Tre strade per attuare la difesa comune europea

Di difesa europea si parla dal 1954 ma il momento è davvero arrivato. Il consenso da solo però non basta: è necessario identificare prima di tutto un equilibrio accettabile tra duplicazioni da evitare, spese da ridurre e autonomia nazionale cui rinunciare. Di “esercito europeo” invece sarebbe meglio non parlare: oggi creerebbe più problemi che altro, soprattutto sul piano di comando e logistica.

Partire da problemi concreti e progetti specifici per far fronte alle difficoltà economiche e tecnologiche e favorire economie di scala e l’integrazione tra quei Paesi che la desiderino, abbandonando un’unanimità impossibile a favore di decisioni prese da un gruppo limitato ma trainante di Paesi chiave. Nella difesa, non siamo tutti uguali.

Problemi di coordinamento e ottimizzazione

I 27 spendono per la difesa 220 miliardi di euro all’anno, contro i circa 700 degli USA. Questo dovrebbe rendere la Ue un colosso militare. Invece, pur spendendo il 32% della spesa Washington, i Paesi dell’Unione non arrivano al 10% delle capacità militari americane.

Il Parlamento europeo ha quantificato in 45 miliardi l’anno i risparmi possibili con più coordinamento su armamenti e procurement: risorse che potrebbero potenziare forze armate integrate e che invece si perdono in assetti spesso obsoleti ancor prima di essere dispiegati, una conseguenza inevitabile di spese nazionali ingenti e spalmate su molti anni.

Con 150 tipi di equipaggiamenti diversi contro i 30 degli USA, le forze armate europee hanno in comune poco più di carburante e munizioni, e la loro interoperabilità è garantita solo dalla Nato.
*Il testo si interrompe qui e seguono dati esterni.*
impl<R: BufRead, W: Write> ConsoleApp<R, W> {
    pub fn new(input: R, output: W, config: GameConfig) -> Self {
        Self {
            input,
            output,
            config,
            log: Vec::new(),
        }
    }

    /// Show the main menu and play one session to its end
    pub fn run(&mut self) -> Result<SessionEnd> {
        let Some(mut world) = self.main_menu()? else {
            return Ok(SessionEnd::Quit);
        };
        let end = self.play(&mut world)?;
        self.announce_end(&end)?;
        Ok(end)
    }

    /// Read one line; `None` once input is exhausted
    fn read_line(&mut self) -> io::Result<Option<String>> {
        let mut line = String::new();
        if self.input.read_line(&mut line)? == 0 {
            return Ok(None);
        }
        Ok(Some(line.trim().to_string()))
    }

    fn prompt(&mut self, text: &str) -> io::Result<Option<String>> {
        write!(self.output, "{}", text)?;
        self.output.flush()?;
        self.read_line()
    }

    fn pause(&self, ms: u64) {
        if ms > 0 {
            thread::sleep(Duration::from_millis(ms));
        }
    }

    fn main_menu(&mut self) -> Result<Option<World>> {
        writeln!(self.output, "==== GRID RPG ====")?;
        writeln!(self.output, "1. New game")?;
        writeln!(self.output, "2. Load game")?;
        let Some(choice) = self.prompt("Choose an option: ")? else {
            return Ok(None);
        };

        if choice == "2" {
            let path = self.config.save_path();
            if !save_exists(&path) {
                writeln!(self.output, "No saved game found. Starting a new one.")?;
            } else {
                match load_world(&path, self.config.clone()) {
                    Ok(world) => {
                        writeln!(self.output, "Game loaded.")?;
                        self.pause(self.config.delays.short_ms);
                        return Ok(Some(world));
                    }
                    Err(e) => {
                        log::warn!("Could not load {}: {}", path.display(), e);
                        writeln!(self.output, "Could not load the game ({}). Starting a new one.", e)?;
                    }
                }
            }
        } else if choice != "1" {
            writeln!(self.output, "Unknown option. Starting a new game.")?;
        }

        let Some(name) = self.prompt("Enter your name: ")? else {
            return Ok(None);
        };
        Ok(Some(World::new(&name, self.config.clone())))
    }

    fn draw(&mut self, world: &World) -> io::Result<()> {
        execute!(self.output, Clear(ClearType::All), MoveTo(0, 0))?;
        write!(self.output, "{}", world.map().render())?;
        writeln!(self.output, "{}", world.status())?;
        for message in &self.log {
            let prefix = match message.category {
                MessageCategory::Warning => "! ",
                _ => "",
            };
            writeln!(self.output, "{}{}", prefix, message.text)?;
        }
        Ok(())
    }

    /// Print what just happened and keep it for the next redraw
    fn show_messages(&mut self, world: &mut World) -> io::Result<()> {
        self.log = world.drain_messages();
        for message in &self.log {
            writeln!(self.output, "{}", message.text)?;
        }
        Ok(())
    }

    fn play(&mut self, world: &mut World) -> Result<SessionEnd> {
        self.show_messages(world)?;

        loop {
            self.draw(world)?;
            let Some(line) = self.prompt("Move (WASD), I - inventory, Z - save, P - pick up, Q - quit: ")? else {
                return Ok(SessionEnd::Quit);
            };

            let Some(command) = Command::parse(&line) else {
                self.log = vec![GameMessage {
                    text: format!("Unknown command: {}", line),
                    category: MessageCategory::Warning,
                }];
                continue;
            };

            match command {
                Command::Quit => return Ok(SessionEnd::Quit),
                Command::Inventory => {
                    self.inventory_menu(world)?;
                    self.log.clear();
                }
                Command::Save => {
                    let path = self.config.save_path();
                    match save_world(world, &path) {
                        Ok(()) => world.add_message("Game saved.", MessageCategory::System),
                        Err(e) => {
                            log::warn!("Save to {} failed: {}", path.display(), e);
                            world.add_message(format!("Save failed: {}", e), MessageCategory::Warning);
                        }
                    }
                    self.show_messages(world)?;
                    self.pause(self.config.delays.short_ms);
                }
                Command::Pickup => {
                    world.pickup();
                    self.show_messages(world)?;
                    self.pause(self.config.delays.short_ms);
                }
                Command::Move(direction) => {
                    let outcome = {
                        let mut prompt = BattlePrompt {
                            input: &mut self.input,
                            output: &mut self.output,
                            error: None,
                        };
                        let outcome = world.player_turn(direction, &mut prompt);
                        if let Some(e) = prompt.error {
                            return Err(e.into());
                        }
                        outcome
                    };

                    self.show_messages(world)?;
                    if world.take_pause_request() {
                        self.pause(self.config.delays.long_ms);
                    }

                    match outcome {
                        TurnOutcome::Continue => {}
                        TurnOutcome::LevelChanged { .. } => self.pause(self.config.delays.long_ms),
                        TurnOutcome::Ended(end) => return Ok(end),
                    }
                }
            }
        }
    }

    fn inventory_menu(&mut self, world: &mut World) -> Result<()> {
        loop {
            execute!(self.output, Clear(ClearType::All), MoveTo(0, 0))?;
            write!(self.output, "{}", world.player().inventory.render())?;
            for item in world.player().inventory.anchored_items() {
                if let Some(anchor) = item.anchor {
                    writeln!(
                        self.output,
                        "  [{}] {} at ({}, {}) {}",
                        item.symbol,
                        item.name,
                        anchor.x,
                        anchor.y,
                        item.bonus_summary()
                    )?;
                }
            }
            writeln!(self.output, "1. Move item")?;
            writeln!(self.output, "2. Use item")?;
            writeln!(self.output, "3. Back")?;

            let Some(choice) = self.prompt("Choose an option: ")? else {
                return Ok(());
            };

            match choice.as_str() {
                "1" => {
                    let Some(from) = self.prompt_coords("Item position (x y): ")? else {
                        continue;
                    };
                    let Some(to) = self.prompt_coords("New position (x y): ")? else {
                        continue;
                    };
                    match world.move_inventory_item(from, to) {
                        Ok(_) => writeln!(self.output, "Item moved.")?,
                        Err(e) => writeln!(self.output, "Cannot move item: {}", e)?,
                    }
                }
                "2" => {
                    let Some((x, y)) = self.prompt_coords("Item position (x y): ")? else {
                        continue;
                    };
                    match world.use_inventory_item(x, y) {
                        Ok(used) => writeln!(self.output, "Used {}.", used.name)?,
                        Err(e) => writeln!(self.output, "Cannot use item: {}", e)?,
                    }
                }
                "3" => return Ok(()),
                _ => writeln!(self.output, "Unknown option.")?,
            }
            world.drain_messages();
            self.pause(self.config.delays.short_ms);
        }
    }

    /// Ask for coordinates; `None` if the reply is not two numbers
    fn prompt_coords(&mut self, text: &str) -> io::Result<Option<(u8, u8)>> {
        let Some(line) = self.prompt(text)? else {
            return Ok(None);
        };
        let coords = parse_coords(&line);
        if coords.is_none() {
            writeln!(self.output, "Invalid coordinates: {}", line)?;
        }
        Ok(coords)
    }

    fn announce_end(&mut self, end: &SessionEnd) -> io::Result<()> {
        match end {
            SessionEnd::Victory { total_kills } => {
                writeln!(
                    self.output,
                    "Congratulations! You completed all levels with {} kills!",
                    total_kills
                )?;
                self.pause(self.config.delays.finale_ms);
            }
            SessionEnd::Defeat { cause } => {
                writeln!(self.output, "You have been defeated. {}. Game over.", cause)?;
                self.pause(self.config.delays.long_ms);
            }
            SessionEnd::Quit => writeln!(self.output, "Goodbye!")?,
        }
        self.output.flush()
    }

    /// Everything written so far
    pub fn into_output(self) -> W {
        self.output
    }
}

#[cfg(test)]
mod tests {
    use super::*;
    use crate::data::Delays;
    use std::io::Cursor;

    fn test_config() -> GameConfig {
        GameConfig {
            seed: Some(99),
            delays: Delays::none(),
            ..GameConfig::default()
        }
    }

    fn run_script(script: &str, config: GameConfig) -> (SessionEnd, String) {
        let mut app = ConsoleApp::new(Cursor::new(script.to_string()), Vec::new(), config);
        let end = app.run().unwrap();
        let output = String::from_utf8_lossy(&app.into_output()).into_owned();
        (end, output)
    }

    #[test]
    fn test_parse_coords() {
        assert_eq!(parse_coords("3 4"), Some((3, 4)));
        assert_eq!(parse_coords(" 0,9 "), Some((0, 9)));
        assert_eq!(parse_coords("3"), None);
        assert_eq!(parse_coords("a b"), None);
        assert_eq!(parse_coords("1 2 3"), None);
        assert_eq!(parse_coords("-1 2"), None);
    }

    #[test]
    fn test_parse_command() {
        assert_eq!(Command::parse("w"), Some(Command::Move(Direction::Up)));
        assert_eq!(Command::parse("D"), Some(Command::Move(Direction::Right)));
        assert_eq!(Command::parse("I"), Some(Command::Inventory));
        assert_eq!(Command::parse("q"), Some(Command::Quit));
        assert_eq!(Command::parse("x"), None);
        assert_eq!(Command::parse("wd"), None);
        assert_eq!(Command::parse(""), None);
    }

    #[test]
    fn test_new_game_then_quit() {
        let (end, output) = run_script("1\nAla\nq\n", test_config());
        assert_eq!(end, SessionEnd::Quit);
        assert!(output.contains("Ala | Level 1 | HP 200/200"));
        assert!(output.contains("Goodbye!"));
    }

    #[test]
    fn test_unknown_command_reprompts() {
        let (end, output) = run_script("1\nAla\nx\nq\n", test_config());
        assert_eq!(end, SessionEnd::Quit);
        assert!(output.contains("Unknown command: x"));
    }

    #[test]
    fn test_end_of_input_quits() {
        let (end, _) = run_script("", test_config());
        assert_eq!(end, SessionEnd::Quit);
        let (end, _) = run_script("1\nAla\n", test_config());
        assert_eq!(end, SessionEnd::Quit);
    }

    #[test]
    fn test_failed_load_starts_new_game() {
        let dir = tempfile::tempdir().unwrap();
        let config = GameConfig {
            save_file: Some(dir.path().join("missing.dat")),
            ..test_config()
        };
        let (end, output) = run_script("2\nBob\nq\n", config);
        assert_eq!(end, SessionEnd::Quit);
        assert!(output.contains("No saved game found"));
        assert!(output.contains("Bob | Level 1"));
    }

    #[test]
    fn test_corrupt_save_starts_new_game() {
        let dir = tempfile::tempdir().unwrap();
        let path = dir.path().join("broken.dat");
        std::fs::write(&path, b"GRPG\x01\0\0\0garbage").unwrap();
        let config = GameConfig {
            save_file: Some(path),
            ..test_config()
        };
        let (end, output) = run_script("2\nEve\nq\n", config);
        assert_eq!(end, SessionEnd::Quit);
        assert!(output.contains("Could not load the game"));
        assert!(output.contains("Eve | Level 1"));
    }

    #[test]
    fn test_save_then_load() {
        let dir = tempfile::tempdir().unwrap();
        let config = GameConfig {
            save_file: Some(dir.path().join("save.dat")),
            ..test_config()
        };

        let (_, output) = run_script("1\nCarol\nz\nq\n", config.clone());
        assert!(output.contains("Game saved."));
        assert!(dir.path().join("save.dat").exists());

        let (end, output) = run_script("2\nq\n", config);
        assert_eq!(end, SessionEnd::Quit);
        assert!(output.contains("Game loaded."));
        assert!(output.contains("Carol | Level 1"));
    }

    #[test]
    fn test_inventory_menu_round_trip() {
        let (end, output) = run_script("1\nDana\ni\n1\n0 0\n1 1\n2\nnope\n3\nq\n", test_config());
        assert_eq!(end, SessionEnd::Quit);
        assert!(output.contains("Inventory (10x10):"));
        assert!(output.contains("Cannot move item"));
        assert!(output.contains("Invalid coordinates: nope"));
    }
}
La strada è, citando il Presidente Draghi, “costruire un coordinamento efficace” e “ottimizzare i nostri investimenti in spesa militare”: sono concetti espressi da tempo ma, salvo poche eccezioni, rimasti quasi sempre sulla carta, in parte per reticenze degli Stati a perdere sovranità e in parte per una storica quanto obsoleta riluttanza americana ad una vera integrazione europea nella difesa.

Tre strade percorribili

Tre sono le strade possibili da subito, per migliorare integrazione e specializzazione e cancellare duplicazioni, incompatibilità e lacune che rendono impossibili operazioni militari europee autonome.

La prima è aumentare il pooling & sharing, ovvero la condivisione di capacità militari esistenti e in esubero e l’acquisto congiunto di assetti disponibili sul mercato. Grazie all’Agenzia Europea della Difesa (Eda), qualche passo in avanti è stato compiuto su comunicazioni satellitari, rifornimento in volo e altro ma molto resta da fare in campi quali logistica, munizioni, comunicazioni e addestramento.

Grandi risparmi potrebbero arrivare anche dall’applicazione delle direttive europee 43 e 81 del 2009 sull’approvvigionamento, su cui non a caso la Commissione è tornata di recente, ribadendo gli incentivi al procurement congiunto, con esenzioni IVA, nuovi strumenti finanziari e il Fondo europeo per la difesa.

Una terza strada è quella che porta ad una base tecnologica e industriale di difesa comune, che superi le tecnologie nazionali e porti all’autosufficienza. Un’ottima idea, rimasta incagliata su rendite nazionali, interessi commerciali divergenti e sospetti incrociati all’interno della Ue e tra Ue e Usa. Anche in questo caso, oltre alle possibilità già garantite dai trattati, sarebbe bene partire identificando progetti di interesse comune, troppo impegnativi sul piano tecnologico e finanziario per essere affrontati dai singoli Stati. La “Bussola strategica” Ue dà priorità al trasporto strategico, alle comunicazioni satellitarie alla cybersecurity. Le iniziative europee devono però essere inserite nelle pianificazioni nazionali per spingere gli Stati a cooperare sul serio.